Verbatim, and with nothing else, reproduce the data below from its first line through the line containing "let summary = if".

BEGIN

impl PacingAgent {
    pub fn new(session: ModelSession, prompts: Arc<Prompts>) -> Self {
        Self { session, prompts }
    }

    pub async fn brief(
        &self,
        chapter: u32,
        settings_text: &str,
        history: &History,
        status: &PacingStatus,
    ) -> Result<String, DispatchError> {
        let request = GenerationRequest::new(vec![
            Message::system(self.prompts.brief.clone()),
            Message::user(format!(
                "【设定】\n{}\n\n【前情提要】\n{}\n\n【最近章节】\n{}\n\n【节奏】\n{}\n\n请为第 {} 章写创作简报。",
                settings_text,
                history.rolling_summary,
                history.serialized_chapters(),
                status.describe(),
                chapter
            )),
        ])
        .with_temperature(AUTHOR_TEMPERATURE)
        .with_task("brief");
        self.session.chat_author(&request).await
    }

    /// 按预算压缩历史：移出的章节并入滚动摘要，活动窗口只留最近 keep_count 章
    pub async fn compress_history(
        &self,
        store: &StateStore,
        budget: &ContextBudgetController,
        settings_text: &str,
    ) -> Result<Option<CompressionPlan>, NovelError> {
        let history = store.history().await?;
        let Some(plan) = budget.plan(settings_text, &history) else {
            return Ok(None);
        };
        let evicted = serde_json::to_string(&plan.evicted).map_err(crate::core::StoreError::from)?;
        let request = GenerationRequest::new(vec![
            Message::system(self.prompts.compression.clone()),
            Message::user(format!(
                "【已有历史背景】\n{}\n\n【待压缩章节】\n{}",
                history.rolling_summary, evicted
            )),
        ])
        .with_temperature(REVIEW_TEMPERATURE)
        .with_task("compress_history");
        let summary = self.session.chat_author(&request).await?;
        let summary = if summary.trim().is_empty() {
            // 模型没给出内容时退回拼接，保证移出的章节不丢
            fold_summaries(&history.rolling_summary, &plan.evicted)
        } else {
            summary.trim().to_string()
        };
        store.replace_active_window(&summary, &plan.kept).await?;
        tracing::info!(
            "history compressed: {} chapters folded, {} kept (size {})",
            plan.evicted.len(),
            plan.kept.len(),
            plan.size_before
        );
        Ok(Some(plan))
    }

    /// 根据最近 3 章摘要更新作者风格描述，返回新的描述；还没有章节或模型没给出内容时不改动
    pub async fn evolve_author_style(&self, store: &StateStore) -> Result<Option<String>, NovelError> {
        let history = store.history().await?;
        if history.chapters.is_empty() {
            return Ok(None);
        }
        let author = store.author().await?;
        let recent = history
            .chapters
            .iter()
            .rev()
            .take(3)
            .rev()
            .map(|c| format!("{}：{}", c.title, c.summary))
            .collect::<Vec<_>>()
            .join("\n");
        let request = GenerationRequest::new(vec![
            Message::system(self.prompts.style.clone()),
            Message::user(format!(
                "【当前风格】\n{}\n\n【最近章节】\n{}",
                author.persona, recent
            )),
        ])
        .with_temperature(AUTHOR_TEMPERATURE)
        .with_task("evolve_style");
        let style = self.session.chat_author(&request).await?.trim().to_string();
        if style.is_empty() {
            tracing::warn!("style evolution returned nothing, keeping current persona");
            return Ok(None);
        }
        store
            .update(
                EntityKind::AuthorProfile,
                json!({"style_analysis": {"description_style": style}}),
            )
            .await?;
        Ok(Some(style))
    }

    /// 生活事件：开关打开且掷骰命中时生成并记入演化日志
    pub async fn check_life_event(
        &self,
        store: &StateStore,
        probability: f64,
    ) -> Result<Option<EvolutionEvent>, NovelError> {
        let author = store.author().await?;
        if !author.enable_life_events {
            return Ok(None);
        }
        let roll: f64 = rand::random();
        if roll >= probability {
            return Ok(None);
        }
        let request = GenerationRequest::new(vec![Message::user(self.prompts.life_event.clone())])
            .with_temperature(AUTHOR_TEMPERATURE)
            .with_task("life_event");
        let raw = self.session.chat_author(&request).await?;
        let Some(reply) = parse_json_as::<LifeEventReply>(&raw).filter(|r| !r.event.is_empty())
        else {
            tracing::warn!("life event output is not valid JSON, skipped");
            return Ok(None);
        };
        let event = EvolutionEvent {
            timestamp: chrono::Utc::now().timestamp_millis() as f64 / 1000.0,
            event: reply.event,
            effect: reply.effect,
            extra: Default::default(),
        };
        store.append_evolution_event(&event).await?;
        Ok(Some(event))
    }
}

fn fold_summaries(previous: &str, evicted: &[ChapterRecord]) -> String {
    let mut parts: Vec<String> = Vec::new();
    if !previous.trim().is_empty() {
        parts.push(previous.trim().to_string());
    }
    parts.extend(
        evicted
            .iter()
            .map(|c| format!("{}：{}", c.title, c.summary)),
    );
    parts.join("\n")
}

#[cfg(test)]
mod tests {
    use super::*;
    use std::time::Duration;

    use crate::llm::{
        ActiveModels, FallbackChain, LlmClient, ModelDispatcher, ModelProfile, ModelRegistry,
        ScriptedLlmClient,
    };
    use crate::observability::Monitor;
    use crate::store::NoRepair;

    fn session_with(client: ScriptedLlmClient) -> ModelSession {
        let registry = ModelRegistry::new(
            [ModelProfile::new("m").with_min_interval(Duration::ZERO)],
            FallbackChain::new(["m"]),
        );
        let client: Arc<dyn LlmClient> = Arc::new(client);
        let dispatcher = ModelDispatcher::new(registry, Monitor::new()).with_client("m", client);
        ModelSession::new(Arc::new(dispatcher), ActiveModels::new("m", "m"))
    }

    fn prompts() -> Arc<Prompts> {
        Arc::new(Prompts::default())
    }

    #[tokio::test]
    async fn test_review_parses_fenced_json() {
        let client = ScriptedLlmClient::always(
            "```json\n{\"score\": 91, \"passed\": true, \"comments\": \"好\", \"suggestions\": []}\n```",
        );
        let agent = ReviewAgent::new(session_with(client.clone()), prompts());
        let r = agent.review(1, "正文").await.unwrap();
        assert_eq!(r.score, 91.0);
        assert!(r.passed);
        assert_eq!(client.requests()[0].task, "review");
    }

    #[tokio::test]
    async fn test_review_unparseable_defaults_to_failure() {
        let agent = ReviewAgent::new(session_with(ScriptedLlmClient::always("不错")), prompts());
        let r = agent.review(1, "正文").await.unwrap();
        assert_eq!(r, ReviewResult::unparsed());
    }

    #[tokio::test]
    async fn test_summary_into_record() {
        let client = ScriptedLlmClient::always(
            r#"{"summary": "主角入门", "key_events": "拜师", "foreshadowing": ["玉佩"], "plot_progression_score": 7}"#,
        );
        let agent = ReviewAgent::new(session_with(client), prompts());
        let record = agent
            .summarize(3, "正文")
            .await
            .unwrap()
            .into_record(3, Some("拜师"));
        assert_eq!(record.title, "第 3 章 拜师");
        assert_eq!(record.key_events, vec!["拜师".to_string()]);
        assert_eq!(record.score, 7.0);
        assert_eq!(record.extra["foreshadowing"], json!(["玉佩"]));
    }

    #[tokio::test]
    async fn test_adjust_length_renders_content() {
        let client = ScriptedLlmClient::always("扩写后");
        let agent = WriterAgent::new(session_with(client.clone()), prompts());
        agent
            .adjust_length("短文", 2000, LengthAdjustment::Expand)
            .await
            .unwrap();
        let req = &client.requests()[0];
        assert_eq!(req.task, "expand");
        assert!(req.messages[0].content.contains("短文"));
        assert!(req.messages[0].content.contains("2000"));
    }

    #[tokio::test]
    async fn test_compress_history_keeps_tail() {
        let dir = tempfile::tempdir().unwrap();
        let store = StateStore::new(dir.path(), Arc::new(NoRepair));
        for n in 1..=6 {
            let mut c = ChapterRecord::new(n, format!("第 {} 章", n));
            c.summary = format!("摘要{}", n);
            store.append_chapter(&c).await.unwrap();
        }
        let client = ScriptedLlmClient::always("合并后的梗概");
        let agent = PacingAgent::new(session_with(client), prompts());
        let budget = ContextBudgetController {
            max_active_chapters: 6,
            ..Default::default()
        };
        let plan = agent
            .compress_history(&store, &budget, "设定")
            .await
            .unwrap()
            .unwrap();
        assert_eq!(plan.evicted.len(), 1);
        let history = store.history().await.unwrap();
        assert_eq!(history.rolling_summary, "合并后的梗概");
        assert_eq!(
            history.chapters.iter().map(|c| c.chapter).collect::<Vec<_>>(),
            vec![2, 3, 4, 5, 6]
        );
    }

    #[tokio::test]
    async fn test_compress_history_folds_when_model_returns_nothing() {
        let dir = tempfile::tempdir().unwrap();
        let store = StateStore::new(dir.path(), Arc::new(NoRepair));
        for n in 1..=3 {
            let mut c = ChapterRecord::new(n, format!("第 {} 章", n));
            c.summary = format!("摘要{}", n);
            store.append_chapter(&c).await.unwrap();
        }
        let agent = PacingAgent::new(session_with(ScriptedLlmClient::always("  ")), prompts());
        let budget = ContextBudgetController {
            max_active_chapters: 3,
            default_keep: 1,
            ..Default::default()
        };
        agent
            .compress_history(&store, &budget, "")
            .await
            .unwrap()
            .unwrap();
        let history = store.history().await.unwrap();
        assert_eq!(history.chapters.len(), 1);
        assert!(history.rolling_summary.contains("摘要1"));
        assert!(history.rolling_summary.contains("摘要2"));
    }

    #[tokio::test]
    async fn test_no_compression_under_budget() {
        let dir = tempfile::tempdir().unwrap();
        let store = StateStore::new(dir.path(), Arc::new(NoRepair));
        store.append_chapter(&ChapterRecord::new(1, "第 1 章")).await.unwrap();
        let client = ScriptedLlmClient::always("x");
        let agent = PacingAgent::new(session_with(client.clone()), prompts());
        let plan = agent
            .compress_history(&store, &ContextBudgetController::default(), "设定")
            .await
            .unwrap();
        assert!(plan.is_none());
        assert_eq!(client.call_count(), 0);
    }

    #[tokio::test]
    async fn test_evolve_style_updates_profile() {
        let dir = tempfile::tempdir().unwrap();
        let store = StateStore::new(dir.path(), Arc::new(NoRepair));
        store.append_chapter(&ChapterRecord::new(1, "第 1 章")).await.unwrap();
        let agent = PacingAgent::new(session_with(ScriptedLlmClient::always("冷峻克制")), prompts());
        let style = agent.evolve_author_style(&store).await.unwrap();
        assert_eq!(style.as_deref(), Some("冷峻克制"));
        assert_eq!(store.author().await.unwrap().persona, "冷峻克制");
    }

    #[tokio::test]
    async fn test_evolve_style_skips_without_chapters() {
        let dir = tempfile::tempdir().unwrap();
        let store = StateStore::new(dir.path(), Arc::new(NoRepair));
        let client = ScriptedLlmClient::always("冷峻克制");
        let agent = PacingAgent::new(session_with(client.clone()), prompts());
        assert_eq!(agent.evolve_author_style(&store).await.unwrap(), None);
        assert_eq!(client.call_count(), 0);
    }

    #[tokio::test]
    async fn test_evolve_style_keeps_persona_on_blank_output() {
        let dir = tempfile::tempdir().unwrap();
        let store = StateStore::new(dir.path(), Arc::new(NoRepair));
        store.append_chapter(&ChapterRecord::new(1, "第 1 章")).await.unwrap();
        store
            .update(
                EntityKind::AuthorProfile,
                json!({"style_analysis": {"description_style": "白描"}}),
            )
            .await
            .unwrap();
        let agent = PacingAgent::new(session_with(ScriptedLlmClient::always(" \n ")), prompts());
        assert_eq!(agent.evolve_author_style(&store).await.unwrap(), None);
        assert_eq!(store.author().await.unwrap().persona, "白描");
    }

    #[tokio::test]
    async fn test_life_event_respects_toggle_and_probability() {
        let dir = tempfile::tempdir().unwrap();
        let store = StateStore::new(dir.path(), Arc::new(NoRepair));
        let client = ScriptedLlmClient::always(r#"{"event": "搬家", "effect": "更新变慢"}"#);
        let agent = PacingAgent::new(session_with(client.clone()), prompts());

        // 默认关闭
        assert!(agent.check_life_event(&store, 1.0).await.unwrap().is_none());
        store
            .update(EntityKind::AuthorProfile, json!({"config": {"enable_life_events": true}}))
            .await
            .unwrap();
        assert!(agent.check_life_event(&store, 0.0).await.unwrap().is_none());
        assert_eq!(client.call_count(), 0);

        let event = agent.check_life_event(&store, 1.0).await.unwrap().unwrap();
        assert_eq!(event.event, "搬家");
        assert_eq!(store.author().await.unwrap().evolution.len(), 1);
    }
}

END

→ **Output**
impl PacingAgent {
    pub fn new(session: ModelSession, prompts: Arc<Prompts>) -> Self {
        Self { session, prompts }
    }

    pub async fn brief(
        &self,
        chapter: u32,
        settings_text: &str,
        history: &History,
        status: &PacingStatus,
    ) -> Result<String, DispatchError> {
        let request = GenerationRequest::new(vec![
            Message::system(self.prompts.brief.clone()),
            Message::user(format!(
                "【设定】\n{}\n\n【前情提要】\n{}\n\n【最近章节】\n{}\n\n【节奏】\n{}\n\n请为第 {} 章写创作简报。",
                settings_text,
                history.rolling_summary,
                history.serialized_chapters(),
                status.describe(),
                chapter
            )),
        ])
        .with_temperature(AUTHOR_TEMPERATURE)
        .with_task("brief");
        self.session.chat_author(&request).await
    }

    /// 按预算压缩历史：移出的章节并入滚动摘要，活动窗口只留最近 keep_count 章
    pub async fn compress_history(
        &self,
        store: &StateStore,
        budget: &ContextBudgetController,
        settings_text: &str,
    ) -> Result<Option<CompressionPlan>, NovelError> {
        let history = store.history().await?;
        let Some(plan) = budget.plan(settings_text, &history) else {
            return Ok(None);
        };
        let evicted = serde_json::to_string(&plan.evicted).map_err(crate::core::StoreError::from)?;
        let request = GenerationRequest::new(vec![
            Message::system(self.prompts.compression.clone()),
            Message::user(format!(
                "【已有历史背景】\n{}\n\n【待压缩章节】\n{}",
                history.rolling_summary, evicted
            )),
        ])
        .with_temperature(REVIEW_TEMPERATURE)
        .with_task("compress_history");
        let summary = self.session.chat_author(&request).await?;
        let summary = if summary.trim().is_empty() {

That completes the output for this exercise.